[LISTED RECORDS Boundary: Start]
//! Tests for config file resolution and TOML loading
//!
//! Tests that touch SONAR_CONFIG are marked #[serial] so they never race
//! on the process environment.

use serde::Deserialize;
use serial_test::serial;
use sonar_common::config::{load_toml, resolve_config_file, LoggingConfig, CONFIG_ENV_VAR};
use sonar_common::Error;
use std::env;
use std::path::Path;
use tempfile::TempDir;

#[test]
#[serial]
fn test_cli_argument_wins_over_env() {
    env::set_var(CONFIG_ENV_VAR, "/tmp/from-env.toml");

    let resolved = resolve_config_file(
        Some(Path::new("/tmp/from-cli.toml")),
        CONFIG_ENV_VAR,
        "session.toml",
    )
    .unwrap();
    assert_eq!(resolved, Path::new("/tmp/from-cli.toml"));

    env::remove_var(CONFIG_ENV_VAR);
}

#[test]
#[serial]
fn test_env_var_used_without_cli_argument() {
    env::set_var(CONFIG_ENV_VAR, "/tmp/from-env.toml");

    let resolved = resolve_config_file(None, CONFIG_ENV_VAR, "session.toml").unwrap();
    assert_eq!(resolved, Path::new("/tmp/from-env.toml"));

    env::remove_var(CONFIG_ENV_VAR);
}

#[test]
#[serial]
fn test_missing_fallback_is_config_error() {
    env::remove_var(CONFIG_ENV_VAR);

    // File name chosen so it cannot exist in a real config dir
    let result = resolve_config_file(None, CONFIG_ENV_VAR, "no-such-session-7f3a.toml");
    assert!(matches!(result, Err(Error::Config(_))));
}

#[derive(Debug, Deserialize)]
struct Sample {
    name: String,
    #[serde(default)]
    logging: LoggingConfig,
}

#[test]
fn test_load_toml_reads_file() {
    let dir = TempDir::new().unwrap();
    let path = dir.path().join("sample.toml");
    std::fs::write(&path, "name = \"demo\"\n[logging]\nlevel = \"warn\"\n").unwrap();

    let sample: Sample = load_toml(&path).unwrap();
    assert_eq!(sample.name, "demo");
    assert_eq!(sample.logging.level, "warn");
}

#[test]
fn test_load_toml_missing_file() {
    let dir = TempDir::new().unwrap();
    let result: Result<Sample, _> = load_toml(&dir.path().join("absent.toml"));
    assert!(matches!(result, Err(Error::Config(_))));
}

#[test]
fn test_load_toml_parse_error() {
    let dir = TempDir::new().unwrap();
    let path = dir.path().join("bad.toml");
    std::fs::write(&path, "name = [unterminated").unwrap();

    let result: Result<Sample, _> = load_toml(&path);
    assert!(matches!(result, Err(Error::Toml(_))));
}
[LISTED RECORDS Boundary: End]
Whenever the word "warn" occurs in a line of the records, that line counts once; state the total alone.

2